About this task: Each line of the records below that holds "every" should be returned.

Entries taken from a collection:
━━━━━━━━━━━━━━━━

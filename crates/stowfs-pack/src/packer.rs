//! One packing run: walk the inputs, render sources, write them out.

use std::path::{Path, PathBuf};

use tracing::{debug, info};

use crate::config::PackConfig;
use crate::error::PackError;
use crate::fileset::FileSet;
use crate::filter::Filter;
use crate::generate::{self, GenerateOptions};
use crate::output::write_file;
use crate::walker;

/// Where generated sources go.
#[derive(Debug, Clone, PartialEq, Eq)]
pub enum OutputMode {
    /// One filesystem source at this path
    Aggregate(PathBuf),

    /// One source per file, under this directory or beside each input
    PerFile(Option<PathBuf>),
}

/// Outcome of [`Packer::run`].
#[derive(Debug, Default)]
pub struct PackReport {
    /// Entries kept after filtering and pruning
    pub entries: usize,

    /// Sources written, in write order
    pub written: Vec<PathBuf>,
}

pub struct Packer {
    config: PackConfig,
    filter: Filter,
}

impl Packer {
    /// Create a packer, compiling the exclusion patterns.
    pub fn new(config: PackConfig) -> Result<Self, PackError> {
        let filter = Filter::new(&config.exclude)?;
        Ok(Self { config, filter })
    }

    pub fn config(&self) -> &PackConfig {
        &self.config
    }

    /// Output mode selected by the configured output path.
    pub fn mode(&self) -> OutputMode {
        let out = &self.config.out;
        if out.to_string_lossy().ends_with(".rs") {
            OutputMode::Aggregate(out.clone())
        } else if out.as_os_str().is_empty() {
            OutputMode::PerFile(None)
        } else {
            OutputMode::PerFile(Some(out.clone()))
        }
    }

    /// Walk every configured input.
    pub fn walk(&self) -> Result<FileSet, PackError> {
        walker::walk(&self.config.inputs, &self.filter)
    }

    /// Walk, then write every source for the selected mode.
    ///
    /// Nothing is written when the walk fails.
    pub fn run(&self) -> Result<PackReport, PackError> {
        let set = self.walk()?;
        let mut report = PackReport {
            entries: set.len(),
            written: Vec::new(),
        };

        match self.mode() {
            OutputMode::Aggregate(out) => {
                if self.pack_fs(&set, &out)? {
                    report.written.push(out);
                }
            }
            OutputMode::PerFile(dir) => {
                for (true_path, file) in set.sorted() {
                    if file.is_dir() {
                        continue;
                    }
                    let out = per_file_path(true_path, file.path(), dir.as_deref());
                    if self.pack_file(file, &out)? {
                        report.written.push(out);
                    }
                }
            }
        }

        info!(
            entries = report.entries,
            written = report.written.len(),
            "pack complete"
        );
        Ok(report)
    }

    /// Render `set` as one filesystem source and write it to `out`.
    pub fn pack_fs(&self, set: &FileSet, out: &Path) -> Result<bool, PackError> {
        let var = if self.config.var.is_empty() {
            generate::var_name(out)
        } else {
            self.config.var.clone()
        };
        let options = GenerateOptions {
            package: generate::package_name(out),
            import: self.config.import.clone(),
            var,
        };

        debug!(out = %out.display(), var = %options.var, "rendering filesystem");
        let source = generate::render_fs(set, &options);
        write_file(out, source.as_bytes(), self.config.force)
    }

    /// Render one file as a standalone source and write it to `out`.
    pub fn pack_file(&self, file: &stowfs::File, out: &Path) -> Result<bool, PackError> {
        let options = GenerateOptions {
            package: generate::package_name(out),
            import: self.config.import.clone(),
            var: self.config.var.clone(),
        };

        debug!(path = %file.path(), out = %out.display(), "rendering file");
        let source = generate::render_file(file, &options);
        write_file(out, source.as_bytes(), self.config.force)
    }
}

/// `<true path>.rs`, or `<dir>/<virtual path>.rs` when an output directory is set.
fn per_file_path(true_path: &Path, virtual_path: &str, dir: Option<&Path>) -> PathBuf {
    match dir {
        Some(dir) => dir.join(format!("{}.rs", virtual_path.trim_start_matches('/'))),
        None => {
            let mut path = true_path.as_os_str().to_owned();
            path.push(".rs");
            PathBuf::from(path)
        }
    }
}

━━━━━━━━━━━━━━━━

Result for this exercise:
    /// Walk every configured input.
    /// Walk, then write every source for the selected mode.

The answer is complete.